You can of course, choose your own location by clicking the Choose button. I'm going to go ahead and choose that and just save these to my Desktop and go ahead and click Choose. You can also determine how you want these files to be organized on your hard drive. Do you want Photo Downloader to create subfolders for you automatically based on the date ranges it sees in the file's metadata? I'm going to go ahead and say no subfolders. I just want them to all be in one particular folder. You also have the option to rename your files on import. This is really cool, because sometimes the filenames that come off the camera are pretty obscure, they don't really help you.

They don't give you any information about the particular photographs themselves. So here's a good example, the current file naming off the Canon is IMG and then a number and then the file extension. So if you want, you actually have quite a few presets here about how you want your filenames to come in straight off the camera and onto your hard drive. You can either do a Custom Name or just put the Shot Date plus a Custom Name or, you have a lot of options here. If you want to get specific, you can actually go to the Advanced Rename option and actually customize this to your heart's content.

Just to keep it simple for this particular video, I'm going to go ahead and hit Cancel. Let's just go ahead and give these the Shot Date. It gives you a little preview of what that filename will look like. Then you can also tell it to have a starting number of wherever you want. So currently, its start number is number 1, and you can see that reflected here. If you want, you can tell it to open Adobe Bridge. Since, we started this from Bridge the first time, I already have Bridge open. So, I'm going to turn this off. But again, just to clarify, we're using the Photo Downloader utility here, which is separate from Bridge, even though we invoked it from the Bridge menu command there.

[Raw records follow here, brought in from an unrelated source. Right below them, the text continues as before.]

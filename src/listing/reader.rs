//! Read path: ordered, redacted restaurant views
//!
//! Reads never mutate and never block writers beyond the table's read
//! lock; they see pre- or post-commit state, never a torn one. Every
//! materialized collection is verified against I1/I2 before it leaves
//! the store; a violation here means a mutator is broken and is
//! surfaced as a fatal data fault rather than papered over.

use std::sync::Arc;

use uuid::Uuid;

use super::orderer::ListingOrderer;
use crate::model::RestaurantView;
use crate::store::{check_invariants, RestaurantTable, StoreResult};

/// Serves the listing and single-restaurant reads.
pub struct ListingReader {
    table: Arc<RestaurantTable>,
}

impl ListingReader {
    pub fn new(table: Arc<RestaurantTable>) -> Self {
        Self { table }
    }

    /// Public listing: every restaurant, public order, owner redacted.
    pub fn list_public(&self) -> StoreResult<Vec<RestaurantView>> {
        let mut rows = self.table.snapshot()?;
        check_invariants(rows.iter())?;
        ListingOrderer::order_public(&mut rows);
        Ok(rows.iter().map(|r| r.to_view()).collect())
    }

    /// Owner listing: the actor's restaurants, owner order, redacted
    /// like every other read.
    pub fn list_owner(&self, actor_id: Uuid) -> StoreResult<Vec<RestaurantView>> {
        let mut rows = self.table.snapshot()?;
        check_invariants(rows.iter())?;
        rows.retain(|r| r.owner_id == actor_id);
        ListingOrderer::order_owner(&mut rows);
        Ok(rows.iter().map(|r| r.to_view()).collect())
    }

    /// Single restaurant with its products in explicit menu order.
    pub fn get(&self, restaurant_id: Uuid) -> StoreResult<RestaurantView> {
        let row = self.table.get(restaurant_id)?;
        check_invariants(std::iter::once(&row))?;
        let mut view = row.to_view();
        ListingOrderer::order_products(&mut view.products);
        Ok(view)
    }
}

You also can tell Photo Downloader to delete the files off the card or off the camera. That's kind of a nice option. I'm going to go ahead and keep that turned off for now, but most of the time I would turn that on. Alright, if you actually want to see a subset of photographs and just decide which images specifically you want to bring on, because maybe you don't want to bring all of them, there is an advanced version of this dialog, I'll go ahead and click on that button. That expands the dialog to also show you thumbnails, where you can check or uncheck the items that you want to bring in. There is a bunch of other options over on the right here, that I'll skip for this particular video.

Alright, we're ready to suck these photographs in. We're just going to go ahead and bring all of them in at the same time. We'll go ahead and click the Get Photos button. It very quickly sucks those off the camera and deposits them in the particular folder that you asked it to. Then you can see Bridge has now built the thumbnails for those images at the particular location and gives you the filename that it renamed them to.